The parts not involved in the present invention are the same as or can be implemented using the prior art.

The above-described embodiment is only one embodiment of the present invention, and it will be apparent to those skilled in the art that various modifications and variations can be easily made based on the application and principle of the present invention disclosed in the present application, and the present invention is not limited to the method described in the above-described embodiment of the present invention, so that the above-described embodiment is only preferred, and not restrictive.

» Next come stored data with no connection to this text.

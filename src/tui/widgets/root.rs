//! Root layout widget - orchestrates main layout structure

use crate::app::state::{AppState, EXAMPLE_THEMES, Focus, Phase};
use crate::tui::theme::{LoadingSpinner, Theme, get_theme};
use ratatui::{
    Frame,
    layout::{Alignment, Constraint, Direction, Layout, Rect},
    style::{Modifier, Style},
    text::{Line, Span},
    widgets::{Paragraph, Wrap},
};

use super::{cards, help};

/// Rows taken by the error banner, including the gap above it.
const ERROR_BANNER_HEIGHT: u16 = 5;

/// Main layout structure:
/// ┌───────────────────────────────────────────────┐
/// │  Tint - palette generator          (tagline)  │
/// │ ╭ Theme ─────────────────────────────────────╮ │
/// │ │ e.g., 'Vibrant Autumn Forest'               │ │
/// │ ╰─────────────────────────────────────────────╯ │
/// │   examples | spinner | error banner | cards    │
/// │ key hints                                      │
/// └───────────────────────────────────────────────┘
pub fn render(frame: &mut Frame, state: &mut AppState) {
    let root = frame.area();
    let theme = get_theme();

    let rows = Layout::default()
        .direction(Direction::Vertical)
        .constraints([
            Constraint::Length(2), // Header
            Constraint::Length(3), // Theme input
            Constraint::Min(3),    // Body
            Constraint::Length(1), // Key hints
        ])
        .split(root);

    render_header(frame, &theme, rows[0]);
    render_input(frame, state, &theme, rows[1]);
    render_body(frame, state, &theme, rows[2]);
    render_hints(frame, state, &theme, rows[3]);

    if state.show_help {
        help::render(frame, root);
    }
}

fn render_header(frame: &mut Frame, theme: &Theme, area: Rect) {
    let lines = vec![
        Line::from(Span::styled(
            format!("{} Tint", theme.icons.palette),
            Style::default()
                .fg(theme.palette.accent)
                .add_modifier(Modifier::BOLD),
        )),
        Line::from(Span::styled(
            "Enter a theme, mood, or idea to generate a unique color palette for your next project.",
            Style::default().fg(theme.palette.fg_secondary),
        )),
    ];
    frame.render_widget(Paragraph::new(lines).alignment(Alignment::Center), area);
}

fn render_input(frame: &mut Frame, state: &AppState, theme: &Theme, area: Rect) {
    let focused = state.focus == Focus::Input && !state.loading;
    let hint = if state.loading { "Generating..." } else { "Enter: Generate" };
    let block = theme
        .block(format!(" {} Theme ", theme.icons.search), focused)
        .title_bottom(Line::from(format!(" {hint} ")).right_aligned());

    let line = if state.theme.is_empty() && !state.loading {
        Line::from(Span::styled(
            "e.g., 'Vibrant Autumn Forest'",
            Style::default().fg(theme.palette.fg_secondary),
        ))
    } else if state.loading {
        Line::from(Span::styled(
            state.theme.clone(),
            Style::default().fg(theme.palette.fg_secondary),
        ))
    } else {
        let cursor = if focused { "▏" } else { "" };
        Line::from(Span::styled(
            format!("{}{}", state.theme, cursor),
            Style::default().fg(theme.palette.fg_primary),
        ))
    };

    frame.render_widget(Paragraph::new(line).block(block), area);
}

fn render_body(frame: &mut Frame, state: &mut AppState, theme: &Theme, area: Rect) {
    match state.phase() {
        Phase::Idle => render_examples(frame, state, theme, area),
        Phase::Loading => render_loading(frame, state, theme, area),
        Phase::Failure if state.palette.as_ref().is_some_and(|p| !p.is_empty()) => {
            // A rejected blank submit keeps the last palette under the banner.
            let parts = Layout::default()
                .direction(Direction::Vertical)
                .constraints([Constraint::Length(ERROR_BANNER_HEIGHT), Constraint::Min(0)])
                .split(area);
            render_error(frame, state, theme, parts[0]);
            cards::render(frame, state, parts[1]);
        }
        Phase::Failure => render_error(frame, state, theme, area),
        Phase::Success => {
            if state.palette.as_ref().is_some_and(Vec::is_empty) {
                let empty = Paragraph::new("The model returned no colors. Try another theme.")
                    .style(Style::default().fg(theme.palette.fg_secondary))
                    .alignment(Alignment::Center);
                frame.render_widget(empty, area);
            } else {
                cards::render(frame, state, area);
            }
        }
    }
}

fn render_examples(frame: &mut Frame, state: &AppState, theme: &Theme, area: Rect) {
    let icons = &theme.icons;
    let focused = state.focus == Focus::Examples;

    let mut lines = vec![
        Line::default(),
        Line::from(Span::styled(
            format!("{} Or try an example:", icons.example),
            Style::default()
                .fg(theme.palette.fg_primary)
                .add_modifier(Modifier::BOLD),
        )),
        Line::default(),
    ];

    for (i, example) in EXAMPLE_THEMES.iter().enumerate() {
        let is_selected = focused && state.example_selected == i;
        let marker = if is_selected { icons.selected } else { " " };
        let style = if is_selected {
            Style::default()
                .fg(theme.palette.accent)
                .add_modifier(Modifier::BOLD)
        } else {
            Style::default().fg(theme.palette.fg_secondary)
        };
        lines.push(Line::from(vec![
            Span::styled(format!("{marker} {}. ", i + 1), style),
            Span::styled(*example, style),
        ]));
    }

    frame.render_widget(Paragraph::new(lines).alignment(Alignment::Center), area);
}

fn render_loading(frame: &mut Frame, state: &AppState, theme: &Theme, area: Rect) {
    let spinner = LoadingSpinner::frame(state.tick);
    let lines = vec![
        Line::default(),
        Line::from(Span::styled(
            format!("{spinner} Generating..."),
            Style::default().fg(theme.palette.accent),
        )),
    ];
    frame.render_widget(Paragraph::new(lines).alignment(Alignment::Center), area);
}

fn render_error(frame: &mut Frame, state: &AppState, theme: &Theme, area: Rect) {
    let Some(error) = state.error.as_deref() else {
        return;
    };

    let banner_area = Layout::default()
        .direction(Direction::Vertical)
        .constraints([
            Constraint::Length(1),
            Constraint::Length(ERROR_BANNER_HEIGHT - 1),
            Constraint::Min(0),
        ])
        .split(area)[1];

    let block = theme
        .block(String::new(), false)
        .border_style(Style::default().fg(theme.palette.error));
    let banner = Paragraph::new(Line::from(vec![
        Span::styled(
            format!("{} Error: ", theme.icons.error),
            Style::default()
                .fg(theme.palette.error)
                .add_modifier(Modifier::BOLD),
        ),
        Span::styled(error.to_string(), Style::default().fg(theme.palette.error)),
    ]))
    .style(Style::default().bg(theme.palette.error_bg))
    .alignment(Alignment::Center)
    .wrap(Wrap { trim: true })
    .block(block);
    frame.render_widget(banner, banner_area);
}

fn render_hints(frame: &mut Frame, state: &AppState, theme: &Theme, area: Rect) {
    let hints = match state.focus {
        Focus::Input => "Enter generate · Tab next · Ctrl+u clear · F1 help · Esc quit",
        Focus::Examples => "←/→ choose · Enter generate · 1-6 quick pick · i input · ? help · q quit",
        Focus::Cards => "←↑↓→ move · Enter/y copy hex · i input · ? help · q quit",
    };
    let line = Line::from(Span::styled(hints, Style::default().fg(theme.palette.fg_secondary)));
    frame.render_widget(Paragraph::new(line).alignment(Alignment::Center), area);
}

#[cfg(test)]
mod tests {
    use super::*;
    use crate::app::state::EMPTY_THEME_MESSAGE;
    use crate::palette::ColorEntry;
    use ratatui::{Terminal, backend::TestBackend};

    fn screen_text(state: &mut AppState) -> String {
        let mut terminal = Terminal::new(TestBackend::new(100, 30)).unwrap();
        terminal.draw(|f| render(f, state)).unwrap();
        terminal
            .backend()
            .buffer()
            .content()
            .iter()
            .map(|c| c.symbol())
            .collect()
    }

    #[test]
    fn test_idle_shows_examples() {
        let mut state = AppState::new();
        let text = screen_text(&mut state);
        for example in EXAMPLE_THEMES {
            assert!(text.contains(example), "missing {example}");
        }
    }

    #[test]
    fn test_loading_hides_examples() {
        let mut state = AppState::new();
        state.begin_request("Retro Arcade").unwrap();
        let text = screen_text(&mut state);
        assert!(text.contains("Generating..."));
        assert!(!text.contains("Minimalist Zen"));
    }

    #[test]
    fn test_error_banner() {
        let mut state = AppState::new();
        assert!(state.begin_request("").is_none());
        let text = screen_text(&mut state);
        assert!(text.contains("Error:"));
        assert!(text.contains(EMPTY_THEME_MESSAGE));
        assert!(!text.contains("Or try an example"));
    }

    #[test]
    fn test_blank_submit_keeps_cards_under_banner() {
        let mut state = AppState::new();
        let req = state.begin_request("Calm Beach Sunset").unwrap();
        let palette = ["#1A2B3C", "#F4E1C1", "#2E86AB"]
            .iter()
            .map(|hex| ColorEntry {
                hex: hex.to_string(),
                name: "Shore".to_string(),
                description: "Used in tests".to_string(),
            })
            .collect();
        state.settle_request(req.id, Ok(palette));
        assert!(state.begin_request("").is_none());

        let text = screen_text(&mut state);
        assert_eq!(state.phase(), Phase::Failure);
        assert!(text.contains(EMPTY_THEME_MESSAGE));
        assert!(text.contains("#1A2B3C"));
        assert!(text.contains("#2E86AB"));
    }
}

Other embodiments than the above examples may be devised by those skilled in the art based on the foregoing disclosure, or by adapting and using knowledge or techniques of the relevant art, and features of various embodiments may be interchanged or substituted and such modifications and variations that may be made by those skilled in the art without departing from the spirit and scope of the present invention are intended to be within the scope of the following claims.

Claims

1. A method for generating domain parallel corpora is characterized by comprising the following steps:

2. The method for generating domain parallel corpus according to claim 1, comprising the sub-steps of:

initializing a training supervision type machine translation model by utilizing the open parallel corpora;

3. A method for training a translation model, comprising the steps of: updating a machine translation model by using the sentence-level parallel corpus generated by the method of claim 1, and generating a domain parallel corpus by using the updated machine translation model; and respectively circulating the generation process of the domain parallel corpora and the updating process of the machine translation model.

4. The method for training a translation model according to claim 3, wherein the open parallel corpus comprises open domain public parallel corpus and open domain translation interface, and the supervised machine translation model comprises a Bert-Transformer translation model.

5. The method for training a translation model according to claim 3, wherein said collecting bilingual website contents and parsing the material title, content and reporting time to generate corpus materials, storing them in the parallel corpus materials library, comprises the sub-steps of:

calling a corpus material table, judging whether materials with the same material reporting time and the same title exist in the corpus material table, and discarding the collected materials if the materials exist; and if not, adding the collected materials into the corpus material table.

6. The method for training the translation model of claim 4, wherein a rouge value of the calculated translation and the Chinese material title text is used as a parameter for comparing the content similarity for the Bert-Transformer translation model.

7. The method as claimed in claim 4, wherein the open-domain published parallel corpus is obtained by a crawler.

8. A method for training a translation model according to claim 3, comprising the sub-steps of: a sentence-level corpus parallelism list is provided for storing the sentence-level corpus parallelism generated by the method of claim 1.